Stored items
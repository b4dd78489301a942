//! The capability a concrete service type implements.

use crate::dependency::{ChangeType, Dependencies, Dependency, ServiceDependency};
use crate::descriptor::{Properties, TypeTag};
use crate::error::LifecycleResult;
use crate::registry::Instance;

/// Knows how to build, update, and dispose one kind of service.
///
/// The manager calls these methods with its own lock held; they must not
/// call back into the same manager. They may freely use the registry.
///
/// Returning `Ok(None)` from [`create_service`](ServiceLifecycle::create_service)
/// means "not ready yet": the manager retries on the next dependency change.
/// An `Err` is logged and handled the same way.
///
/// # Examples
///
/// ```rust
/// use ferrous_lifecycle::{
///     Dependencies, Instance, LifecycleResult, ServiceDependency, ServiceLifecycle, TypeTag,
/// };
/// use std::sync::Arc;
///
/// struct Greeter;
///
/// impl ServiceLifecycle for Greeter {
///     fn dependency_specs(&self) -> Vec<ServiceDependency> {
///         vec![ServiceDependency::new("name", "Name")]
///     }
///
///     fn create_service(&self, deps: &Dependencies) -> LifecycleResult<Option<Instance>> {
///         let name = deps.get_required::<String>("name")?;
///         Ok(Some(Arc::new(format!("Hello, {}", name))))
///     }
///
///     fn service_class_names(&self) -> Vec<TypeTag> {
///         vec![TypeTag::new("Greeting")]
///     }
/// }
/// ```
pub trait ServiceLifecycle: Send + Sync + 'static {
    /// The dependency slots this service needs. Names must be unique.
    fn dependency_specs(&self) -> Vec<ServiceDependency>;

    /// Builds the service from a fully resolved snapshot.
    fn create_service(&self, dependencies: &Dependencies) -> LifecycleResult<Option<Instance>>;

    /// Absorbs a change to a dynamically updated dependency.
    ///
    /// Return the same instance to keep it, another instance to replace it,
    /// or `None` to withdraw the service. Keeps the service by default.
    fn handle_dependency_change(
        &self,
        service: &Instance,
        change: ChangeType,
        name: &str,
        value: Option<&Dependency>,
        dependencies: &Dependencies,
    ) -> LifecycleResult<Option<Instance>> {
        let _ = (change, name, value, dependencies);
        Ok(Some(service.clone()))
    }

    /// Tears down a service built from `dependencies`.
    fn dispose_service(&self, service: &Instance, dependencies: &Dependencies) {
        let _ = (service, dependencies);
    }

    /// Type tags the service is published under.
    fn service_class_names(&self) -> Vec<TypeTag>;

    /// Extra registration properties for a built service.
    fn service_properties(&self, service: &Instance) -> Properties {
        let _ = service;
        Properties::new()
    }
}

## Work required
Start at the line containing "service: &Instance, dependencies: &Dependencies)". Repeat it and each line after it, word for word, to the end of the records.

## Task answer
    fn dispose_service(&self, service: &Instance, dependencies: &Dependencies) {
        let _ = (service, dependencies);
    }

    /// Type tags the service is published under.
    fn service_class_names(&self) -> Vec<TypeTag>;

    /// Extra registration properties for a built service.
    fn service_properties(&self, service: &Instance) -> Properties {
        let _ = service;
        Properties::new()
    }
}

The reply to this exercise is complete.